//! Per-route hooks: metadata generator and optional parameter validator.

use std::collections::BTreeMap;
use std::fmt;
use std::sync::Arc;

use edge_core::RouteParams;
use serde_json::Value;

use crate::generator::{JsonMetadataGenerator, MetadataGenerator};

/// Accepts or rejects parameters before anything is rendered.
pub trait ParamValidator: Send + Sync {
    fn validate(&self, params: &RouteParams) -> bool;
}

impl<F> ParamValidator for F
where
    F: Fn(&RouteParams) -> bool + Send + Sync,
{
    fn validate(&self, params: &RouteParams) -> bool {
        self(params)
    }
}

/// Hooks registered for one route pattern.
#[derive(Clone)]
pub struct RouteHooks {
    pub generator: Arc<dyn MetadataGenerator>,
    pub validator: Option<Arc<dyn ParamValidator>>,
}

impl RouteHooks {
    /// Hooks with a generator and no validator.
    pub fn new(generator: Arc<dyn MetadataGenerator>) -> Self {
        Self {
            generator,
            validator: None,
        }
    }

    /// Add a validator.
    pub fn with_validator(mut self, validator: Arc<dyn ParamValidator>) -> Self {
        self.validator = Some(validator);
        self
    }

    /// Whether the parameters pass validation. Routes without a validator
    /// accept everything.
    pub fn accepts(&self, params: &RouteParams) -> bool {
        self.validator
            .as_ref()
            .map(|v| v.validate(params))
            .unwrap_or(true)
    }
}

impl fmt::Debug for RouteHooks {
    fn fmt(&self, f: &mut fmt::Formatter<'_>) -> fmt::Result {
        f.debug_struct("RouteHooks")
            .field("validator", &self.validator.is_some())
            .finish_non_exhaustive()
    }
}

/// Route pattern -> hooks.
#[derive(Debug, Clone, Default)]
pub struct RouteRegistry {
    routes: BTreeMap<String, RouteHooks>,
}

impl RouteRegistry {
    /// Create an empty registry.
    pub fn new() -> Self {
        Self::default()
    }

    /// Register a generator for a pattern.
    pub fn route(mut self, pattern: impl Into<String>, generator: Arc<dyn MetadataGenerator>) -> Self {
        self.routes.insert(pattern.into(), RouteHooks::new(generator));
        self
    }

    /// Register full hooks for a pattern.
    pub fn insert(&mut self, pattern: impl Into<String>, hooks: RouteHooks) {
        self.routes.insert(pattern.into(), hooks);
    }

    /// Attach a validator to an already registered pattern.
    pub fn validate(mut self, pattern: &str, validator: Arc<dyn ParamValidator>) -> Self {
        if let Some(hooks) = self.routes.get_mut(pattern) {
            hooks.validator = Some(validator);
        }
        self
    }

    /// Hooks for a pattern.
    pub fn get(&self, pattern: &str) -> Option<&RouteHooks> {
        self.routes.get(pattern)
    }

    /// Registered patterns.
    pub fn patterns(&self) -> impl Iterator<Item = &str> {
        self.routes.keys().map(String::as_str)
    }

    /// Number of registered patterns.
    pub fn len(&self) -> usize {
        self.routes.len()
    }

    /// Whether no pattern is registered.
    pub fn is_empty(&self) -> bool {
        self.routes.is_empty()
    }

    /// Build a registry of [`JsonMetadataGenerator`]s from a JSON object
    /// mapping patterns to metadata documents.
    pub fn from_metadata_json(bytes: &[u8]) -> serde_json::Result<Self> {
        let documents: BTreeMap<String, Value> = serde_json::from_slice(bytes)?;
        let mut registry = Self::new();
        for (pattern, document) in documents {
            registry.insert(
                pattern,
                RouteHooks::new(Arc::new(JsonMetadataGenerator::new(document))),
            );
        }
        Ok(registry)
    }
}

#[cfg(test)]
mod tests {
    use super::*;

    #[test]
    fn test_closure_validator() {
        let hooks = RouteHooks::new(Arc::new(JsonMetadataGenerator::new(Value::Null)))
            .with_validator(Arc::new(|p: &RouteParams| {
                p.get("id").is_some_and(|id| id.chars().all(|c| c.is_ascii_digit()))
            }));
        assert!(hooks.accepts(&[("id".to_string(), "42".to_string())].into()));
        assert!(!hooks.accepts(&[("id".to_string(), "abc".to_string())].into()));
    }

    #[test]
    fn test_registry_from_json() {
        let registry = RouteRegistry::from_metadata_json(
            br#"{"/product/:id": {"title": "Product {id}"}, "/blog/:slug": null}"#,
        )
        .unwrap();
        assert_eq!(registry.len(), 2);
        assert_eq!(
            registry.patterns().collect::<Vec<_>>(),
            vec!["/blog/:slug", "/product/:id"]
        );
        assert!(registry.get("/product/:id").unwrap().accepts(&RouteParams::new()));
        assert!(registry.get("/missing/:id").is_none());
    }
}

> _Exercise goal_
Which lines in the records above contain the word "impl"? Return each of them.

> _Solution to the problem_
impl<F> ParamValidator for F
impl RouteHooks {
impl fmt::Debug for RouteHooks {
impl RouteRegistry {
    pub fn route(mut self, pattern: impl Into<String>, generator: Arc<dyn MetadataGenerator>) -> Self {
    pub fn insert(&mut self, pattern: impl Into<String>, hooks: RouteHooks) {
    pub fn patterns(&self) -> impl Iterator<Item = &str> {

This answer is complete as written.